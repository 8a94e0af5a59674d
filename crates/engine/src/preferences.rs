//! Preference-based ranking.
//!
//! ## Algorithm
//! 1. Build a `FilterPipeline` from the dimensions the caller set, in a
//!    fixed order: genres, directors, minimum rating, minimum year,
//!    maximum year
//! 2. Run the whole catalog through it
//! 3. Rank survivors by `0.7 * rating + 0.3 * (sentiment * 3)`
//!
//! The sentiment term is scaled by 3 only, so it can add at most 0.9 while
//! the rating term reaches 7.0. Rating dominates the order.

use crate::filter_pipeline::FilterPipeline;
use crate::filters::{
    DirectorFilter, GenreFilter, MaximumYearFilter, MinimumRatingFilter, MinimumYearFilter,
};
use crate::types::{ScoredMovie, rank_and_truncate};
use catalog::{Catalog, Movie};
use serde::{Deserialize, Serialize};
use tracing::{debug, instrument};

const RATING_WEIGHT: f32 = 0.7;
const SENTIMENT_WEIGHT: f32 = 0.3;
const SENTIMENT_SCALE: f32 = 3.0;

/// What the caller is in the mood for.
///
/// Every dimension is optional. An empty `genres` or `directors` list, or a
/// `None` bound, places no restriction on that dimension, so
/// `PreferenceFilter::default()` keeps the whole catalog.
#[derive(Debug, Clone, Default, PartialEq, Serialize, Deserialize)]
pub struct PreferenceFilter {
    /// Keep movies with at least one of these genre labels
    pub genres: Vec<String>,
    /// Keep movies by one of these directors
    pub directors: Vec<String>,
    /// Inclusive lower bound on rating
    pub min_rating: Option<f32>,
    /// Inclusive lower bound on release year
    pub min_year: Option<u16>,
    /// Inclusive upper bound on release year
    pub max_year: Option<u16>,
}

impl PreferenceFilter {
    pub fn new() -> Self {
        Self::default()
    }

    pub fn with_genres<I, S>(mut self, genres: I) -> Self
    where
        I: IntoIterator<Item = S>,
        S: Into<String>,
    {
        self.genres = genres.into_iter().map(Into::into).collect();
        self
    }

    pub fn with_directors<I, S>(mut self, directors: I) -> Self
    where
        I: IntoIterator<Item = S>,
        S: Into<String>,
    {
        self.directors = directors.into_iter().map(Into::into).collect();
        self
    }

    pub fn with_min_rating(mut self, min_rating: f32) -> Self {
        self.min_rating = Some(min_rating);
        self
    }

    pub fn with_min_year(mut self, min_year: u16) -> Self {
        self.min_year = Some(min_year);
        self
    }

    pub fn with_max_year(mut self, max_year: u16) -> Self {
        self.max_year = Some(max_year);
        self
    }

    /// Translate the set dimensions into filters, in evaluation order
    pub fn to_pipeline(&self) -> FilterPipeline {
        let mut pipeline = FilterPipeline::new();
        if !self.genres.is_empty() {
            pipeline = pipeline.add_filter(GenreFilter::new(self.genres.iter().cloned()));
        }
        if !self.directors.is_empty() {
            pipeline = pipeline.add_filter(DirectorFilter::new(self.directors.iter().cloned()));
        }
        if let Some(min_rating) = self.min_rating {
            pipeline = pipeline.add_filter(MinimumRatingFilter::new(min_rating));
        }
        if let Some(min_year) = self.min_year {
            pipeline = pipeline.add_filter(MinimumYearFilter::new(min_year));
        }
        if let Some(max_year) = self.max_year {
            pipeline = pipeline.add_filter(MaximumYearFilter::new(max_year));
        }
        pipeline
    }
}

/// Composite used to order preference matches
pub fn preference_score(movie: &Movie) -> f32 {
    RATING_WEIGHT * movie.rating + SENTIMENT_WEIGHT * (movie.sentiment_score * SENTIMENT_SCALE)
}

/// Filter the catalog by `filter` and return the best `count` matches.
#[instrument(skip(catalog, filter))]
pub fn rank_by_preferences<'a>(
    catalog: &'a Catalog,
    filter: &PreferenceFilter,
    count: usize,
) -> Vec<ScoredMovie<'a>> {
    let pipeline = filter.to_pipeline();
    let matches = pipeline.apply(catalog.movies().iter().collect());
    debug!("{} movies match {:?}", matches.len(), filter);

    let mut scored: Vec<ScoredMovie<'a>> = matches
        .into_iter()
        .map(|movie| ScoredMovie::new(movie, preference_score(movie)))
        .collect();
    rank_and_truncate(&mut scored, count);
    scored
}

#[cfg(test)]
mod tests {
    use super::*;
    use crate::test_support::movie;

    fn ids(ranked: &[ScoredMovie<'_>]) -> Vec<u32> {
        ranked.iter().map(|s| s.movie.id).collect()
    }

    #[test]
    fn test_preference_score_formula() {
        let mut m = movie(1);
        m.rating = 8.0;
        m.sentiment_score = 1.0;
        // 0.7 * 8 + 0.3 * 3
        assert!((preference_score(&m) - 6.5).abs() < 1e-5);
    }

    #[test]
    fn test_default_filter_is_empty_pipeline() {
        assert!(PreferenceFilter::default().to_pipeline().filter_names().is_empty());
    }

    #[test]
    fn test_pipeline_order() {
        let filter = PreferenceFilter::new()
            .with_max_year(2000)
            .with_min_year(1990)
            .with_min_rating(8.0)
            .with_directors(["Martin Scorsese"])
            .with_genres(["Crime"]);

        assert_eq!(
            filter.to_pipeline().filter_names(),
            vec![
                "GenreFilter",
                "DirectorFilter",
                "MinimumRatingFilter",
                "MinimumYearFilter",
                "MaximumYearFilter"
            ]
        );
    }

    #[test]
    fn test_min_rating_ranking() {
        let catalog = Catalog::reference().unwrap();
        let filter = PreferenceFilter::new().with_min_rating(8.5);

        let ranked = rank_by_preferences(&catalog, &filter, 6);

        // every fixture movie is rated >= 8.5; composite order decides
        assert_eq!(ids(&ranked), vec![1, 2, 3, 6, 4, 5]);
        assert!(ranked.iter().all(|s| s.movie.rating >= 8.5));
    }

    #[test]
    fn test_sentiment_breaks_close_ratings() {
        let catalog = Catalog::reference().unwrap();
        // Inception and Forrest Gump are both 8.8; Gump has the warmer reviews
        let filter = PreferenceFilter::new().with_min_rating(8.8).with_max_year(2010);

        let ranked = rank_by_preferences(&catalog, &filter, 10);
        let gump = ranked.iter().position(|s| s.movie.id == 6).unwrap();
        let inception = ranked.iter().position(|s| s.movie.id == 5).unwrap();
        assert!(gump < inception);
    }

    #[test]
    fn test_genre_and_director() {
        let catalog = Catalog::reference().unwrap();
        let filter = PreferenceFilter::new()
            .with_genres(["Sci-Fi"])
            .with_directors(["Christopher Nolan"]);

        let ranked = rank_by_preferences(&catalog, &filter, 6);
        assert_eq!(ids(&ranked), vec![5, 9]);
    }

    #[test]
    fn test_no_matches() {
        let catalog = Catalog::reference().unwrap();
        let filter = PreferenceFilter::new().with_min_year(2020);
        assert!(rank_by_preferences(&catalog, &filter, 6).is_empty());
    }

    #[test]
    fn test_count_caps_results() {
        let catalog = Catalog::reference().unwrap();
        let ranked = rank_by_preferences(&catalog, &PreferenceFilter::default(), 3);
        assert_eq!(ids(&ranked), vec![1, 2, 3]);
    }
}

=====

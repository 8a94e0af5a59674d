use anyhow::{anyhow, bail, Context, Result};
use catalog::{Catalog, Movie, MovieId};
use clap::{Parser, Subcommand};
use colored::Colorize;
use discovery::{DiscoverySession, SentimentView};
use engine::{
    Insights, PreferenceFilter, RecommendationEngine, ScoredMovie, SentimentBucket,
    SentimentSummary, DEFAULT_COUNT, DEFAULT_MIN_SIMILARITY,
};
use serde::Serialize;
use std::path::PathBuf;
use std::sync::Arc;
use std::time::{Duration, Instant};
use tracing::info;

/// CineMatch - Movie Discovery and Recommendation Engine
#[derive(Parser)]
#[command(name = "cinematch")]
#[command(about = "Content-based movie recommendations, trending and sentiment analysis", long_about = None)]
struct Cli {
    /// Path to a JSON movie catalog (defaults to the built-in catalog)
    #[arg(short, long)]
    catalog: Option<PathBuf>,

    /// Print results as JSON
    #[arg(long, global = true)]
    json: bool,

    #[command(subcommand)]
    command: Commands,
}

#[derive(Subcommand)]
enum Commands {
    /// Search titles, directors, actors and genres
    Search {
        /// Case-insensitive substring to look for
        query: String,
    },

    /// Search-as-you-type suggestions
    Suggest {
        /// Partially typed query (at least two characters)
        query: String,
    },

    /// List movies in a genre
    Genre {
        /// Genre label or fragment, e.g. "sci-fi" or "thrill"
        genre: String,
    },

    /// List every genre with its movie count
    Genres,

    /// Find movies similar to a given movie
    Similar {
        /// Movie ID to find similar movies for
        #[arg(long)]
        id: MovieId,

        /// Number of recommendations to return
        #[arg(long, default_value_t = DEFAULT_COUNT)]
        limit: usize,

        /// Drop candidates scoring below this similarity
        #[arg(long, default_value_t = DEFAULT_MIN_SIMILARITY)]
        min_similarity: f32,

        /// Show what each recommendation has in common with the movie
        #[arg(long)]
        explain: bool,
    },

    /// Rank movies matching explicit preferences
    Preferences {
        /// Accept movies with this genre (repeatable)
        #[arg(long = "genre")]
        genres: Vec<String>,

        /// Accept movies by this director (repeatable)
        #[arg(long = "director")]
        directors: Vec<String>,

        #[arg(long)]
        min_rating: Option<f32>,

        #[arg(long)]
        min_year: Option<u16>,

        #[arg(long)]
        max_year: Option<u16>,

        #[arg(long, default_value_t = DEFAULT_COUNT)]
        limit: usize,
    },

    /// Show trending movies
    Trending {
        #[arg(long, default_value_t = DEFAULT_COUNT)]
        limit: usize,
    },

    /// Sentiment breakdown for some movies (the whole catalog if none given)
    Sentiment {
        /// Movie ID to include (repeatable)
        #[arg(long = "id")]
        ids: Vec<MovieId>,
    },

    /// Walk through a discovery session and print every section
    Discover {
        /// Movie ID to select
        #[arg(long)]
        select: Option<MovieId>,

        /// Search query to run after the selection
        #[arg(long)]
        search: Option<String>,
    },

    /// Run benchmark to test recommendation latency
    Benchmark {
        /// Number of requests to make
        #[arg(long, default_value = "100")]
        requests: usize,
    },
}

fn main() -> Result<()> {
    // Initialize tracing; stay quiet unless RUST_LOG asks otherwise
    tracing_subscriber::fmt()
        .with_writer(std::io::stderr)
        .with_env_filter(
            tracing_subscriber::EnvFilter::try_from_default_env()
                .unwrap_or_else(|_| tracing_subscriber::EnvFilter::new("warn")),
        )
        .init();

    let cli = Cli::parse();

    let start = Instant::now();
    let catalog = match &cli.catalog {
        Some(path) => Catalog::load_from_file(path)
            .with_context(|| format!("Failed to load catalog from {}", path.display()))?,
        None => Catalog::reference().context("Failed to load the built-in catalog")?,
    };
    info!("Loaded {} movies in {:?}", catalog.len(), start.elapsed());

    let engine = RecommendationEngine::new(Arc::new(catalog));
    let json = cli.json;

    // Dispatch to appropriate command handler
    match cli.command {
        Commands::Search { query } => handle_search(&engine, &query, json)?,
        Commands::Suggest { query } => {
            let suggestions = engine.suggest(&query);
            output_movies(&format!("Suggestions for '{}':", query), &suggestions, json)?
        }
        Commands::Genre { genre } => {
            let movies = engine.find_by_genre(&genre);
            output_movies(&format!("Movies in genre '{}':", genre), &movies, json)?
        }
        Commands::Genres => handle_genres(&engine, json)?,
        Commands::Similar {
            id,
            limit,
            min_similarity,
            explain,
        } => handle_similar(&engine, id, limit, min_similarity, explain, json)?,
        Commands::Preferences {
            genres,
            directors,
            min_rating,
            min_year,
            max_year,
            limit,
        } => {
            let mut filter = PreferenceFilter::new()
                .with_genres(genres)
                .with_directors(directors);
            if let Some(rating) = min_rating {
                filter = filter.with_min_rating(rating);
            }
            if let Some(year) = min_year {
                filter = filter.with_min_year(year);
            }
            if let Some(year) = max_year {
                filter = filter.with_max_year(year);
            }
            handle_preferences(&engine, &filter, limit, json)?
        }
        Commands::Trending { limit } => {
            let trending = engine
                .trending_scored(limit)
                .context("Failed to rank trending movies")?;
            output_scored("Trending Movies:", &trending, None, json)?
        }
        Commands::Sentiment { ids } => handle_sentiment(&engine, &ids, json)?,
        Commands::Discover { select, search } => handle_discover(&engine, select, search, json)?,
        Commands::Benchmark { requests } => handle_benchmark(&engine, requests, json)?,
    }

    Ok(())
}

=====

• _ASSIGNMENT_: Going down the listing above, begin printing at the line with "pub fn with_min_rating(mut" and finish with the line with "pub fn to_pipeline(&self)", exactly as they appear.

• _TASK ANSWER_:
    pub fn with_min_rating(mut self, min_rating: f32) -> Self {
        self.min_rating = Some(min_rating);
        self
    }

    pub fn with_min_year(mut self, min_year: u16) -> Self {
        self.min_year = Some(min_year);
        self
    }

    pub fn with_max_year(mut self, max_year: u16) -> Self {
        self.max_year = Some(max_year);
        self
    }

    /// Translate the set dimensions into filters, in evaluation order
    pub fn to_pipeline(&self) -> FilterPipeline {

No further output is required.